The carbon isotope ratio of must sugars (∂13C) has emerged as reliable tool for the assessment of season-long water deficits in vineyards (Brillante et al., 2018; Chone et al., 2001; Gaudillère et al., 2002; Leeuwen et al., 2010; Yu et al., 2021a). This method takes advantage of 13C discrimination in C3 plants: under water deficits, stomatal closure limits the intake of carbon, causing the heavier 13C to be incorporated into the photosynthetic pathway, thereby increasing the ratio of 13C-12C (Farquhar et al., 1989, 1982). Sucrose from the leaves is then translocated to berries (Dai et al., 2013) and the berry must sugars can be used as a proxy for plant water status and stomatal conductance (Bchir et al., 2016; Farquhar et al., 1989). While ∂13C has proven to be an effective method for the assessment of water deficits between veraison and ripening, it is only applicable post- harvest, leaving a dearth in real-time measurements of vineyard water deficits.

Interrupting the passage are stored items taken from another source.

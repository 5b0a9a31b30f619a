//! Bare specifier resolution.
//!
//! Resolution itself sits behind [`ModuleResolution`] so the filesystem
//! probing done by `oxc_resolver` can be replaced (for example by a
//! lockfile-driven table) without touching callers.

use std::path::{Component, Path, PathBuf};
use std::sync::Arc;

use crate::error::ResolutionError;
use crate::layout::DEPENDENCY_DIR;

/// Conditions used when resolving for the browser, in preference order.
pub const BROWSER_CONDITIONS: &[&str] = &["browser", "import", "development"];

/// Conditions used when resolving imports inside the render sandbox.
pub const SERVER_CONDITIONS: &[&str] = &["import", "module", "default"];

/// Maps `(specifier, directory it is imported from)` to an absolute file path.
pub trait ModuleResolution: Send + Sync {
    fn resolve(&self, specifier: &str, from_dir: &Path) -> Result<PathBuf, ResolutionError>;
}

/// Node-style resolution backed by `oxc_resolver`.
pub struct NodeResolution {
    resolver: oxc_resolver::Resolver,
}

impl NodeResolution {
    pub fn new(conditions: &[&str]) -> Self {
        let resolver = oxc_resolver::Resolver::new(oxc_resolver::ResolveOptions {
            condition_names: conditions.iter().map(|c| (*c).to_string()).collect(),
            extensions: vec![".js".into(), ".mjs".into(), ".json".into()],
            main_fields: vec!["module".into(), "main".into()],
            // Keep linked workspace packages addressable under node_modules
            symlinks: false,
            ..Default::default()
        });
        Self { resolver }
    }

    pub fn browser() -> Self {
        Self::new(BROWSER_CONDITIONS)
    }

    pub fn server() -> Self {
        Self::new(SERVER_CONDITIONS)
    }
}

impl ModuleResolution for NodeResolution {
    fn resolve(&self, specifier: &str, from_dir: &Path) -> Result<PathBuf, ResolutionError> {
        self.resolver
            .resolve(from_dir, specifier)
            .map(|resolution| resolution.path().to_path_buf())
            .map_err(|e| ResolutionError::Unresolved {
                specifier: specifier.to_string(),
                reason: e.to_string(),
            })
    }
}

/// Turns a bare specifier into a `/node_modules/...` URL.
#[derive(Clone)]
pub struct PackageResolver {
    resolution: Arc<dyn ModuleResolution>,
    dependency_dir: PathBuf,
    context_dir: PathBuf,
}

impl PackageResolver {
    /// Resolve relative to the directory that holds `dependency_dir`.
    pub fn new(resolution: Arc<dyn ModuleResolution>, dependency_dir: PathBuf) -> Self {
        let context_dir = dependency_dir
            .parent()
            .map(Path::to_path_buf)
            .unwrap_or_else(|| dependency_dir.clone());
        Self {
            resolution,
            dependency_dir,
            context_dir,
        }
    }

    pub fn locate(&self, specifier: &str) -> Result<String, ResolutionError> {
        let resolved = self.resolution.resolve(specifier, &self.context_dir)?;
        dependency_url(&self.dependency_dir, &resolved).ok_or_else(|| {
            ResolutionError::OutsideDependencies {
                specifier: specifier.to_string(),
                path: resolved,
            }
        })
    }
}

/// `/node_modules/<path relative to dependency_dir>` with forward slashes.
fn dependency_url(dependency_dir: &Path, file: &Path) -> Option<String> {
    let relative = file.strip_prefix(dependency_dir).ok()?;
    let segments: Vec<String> = relative
        .components()
        .map(|c| match c {
            Component::Normal(s) => Some(s.to_string_lossy().into_owned()),
            _ => None,
        })
        .collect::<Option<_>>()?;

    Some(format!("/{DEPENDENCY_DIR}/{}", segments.join("/")))
}
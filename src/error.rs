//! Error types.
//!
//! Startup errors (`LayoutError`, `ManifestError`, `ConfigError`) are fatal and
//! abort the process before the listener is bound. Per-request errors
//! (`ResolutionError`, `RenderError`) are turned into an HTTP status at the
//! request boundary by [`crate::server::ServerError`].

use std::path::PathBuf;

/// A required project path could not be located.
#[derive(Debug, thiserror::Error)]
pub enum LayoutError {
    #[error("\"{name}\" not found in any parent directory starting from \"{}\"", start.display())]
    NotFound { name: String, start: PathBuf },

    #[error("Failed to determine working directory: {0}")]
    Cwd(#[source] std::io::Error),
}

/// The dependency manifest could not be read or parsed.
#[derive(Debug, thiserror::Error)]
pub enum ManifestError {
    #[error("Failed to read manifest '{}': {source}", path.display())]
    Read {
        path: PathBuf,
        #[source]
        source: std::io::Error,
    },

    #[error("Invalid manifest '{}': {source}", path.display())]
    Parse {
        path: PathBuf,
        #[source]
        source: serde_json::Error,
    },
}

/// A bare specifier could not be resolved to a file in the dependency directory.
#[derive(Debug, thiserror::Error)]
pub enum ResolutionError {
    #[error("Cannot resolve '{specifier}': {reason}")]
    Unresolved { specifier: String, reason: String },

    #[error("Resolved '{specifier}' to '{}', which is outside the dependency directory", path.display())]
    OutsideDependencies { specifier: String, path: PathBuf },
}

/// A page generator failed to produce markup.
#[derive(Debug, thiserror::Error)]
pub enum RenderError {
    /// The render context reported an error (load failure, throw, bad export).
    #[error("Render of '{}' failed: {cause}", path.display())]
    Execution { path: PathBuf, cause: String },

    /// The render context died without reporting a result.
    #[error("Render worker for '{}' stopped unexpectedly", path.display())]
    Terminated { path: PathBuf },

    #[error("Render of '{}' timed out after {ms}ms", path.display())]
    TimedOut { path: PathBuf, ms: u64 },

    #[error("Failed to spawn render worker: {0}")]
    Spawn(#[source] std::io::Error),
}

/// Invalid configuration file.
#[derive(Debug, thiserror::Error)]
pub enum ConfigError {
    #[error("Failed to read config '{}': {source}", path.display())]
    Read {
        path: PathBuf,
        #[source]
        source: std::io::Error,
    },

    #[error("Invalid config '{}': {source}", path.display())]
    Parse {
        path: PathBuf,
        #[source]
        source: toml::de::Error,
    },
}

The objective of the work was to determine if β would serve as a real-time indicator of physiological stress derived from seasonal water deficits. As the ratio between ETa and ETeq, β relates the actual amount of water evaporated by soil and transpired by grapevines to a predicted amount of water calculated from daily measurements of the energy available for evapotranspiration. Thus, we evaluated β as a novel index by which to assess water deficits within commercial plantings of wine grape vineyards.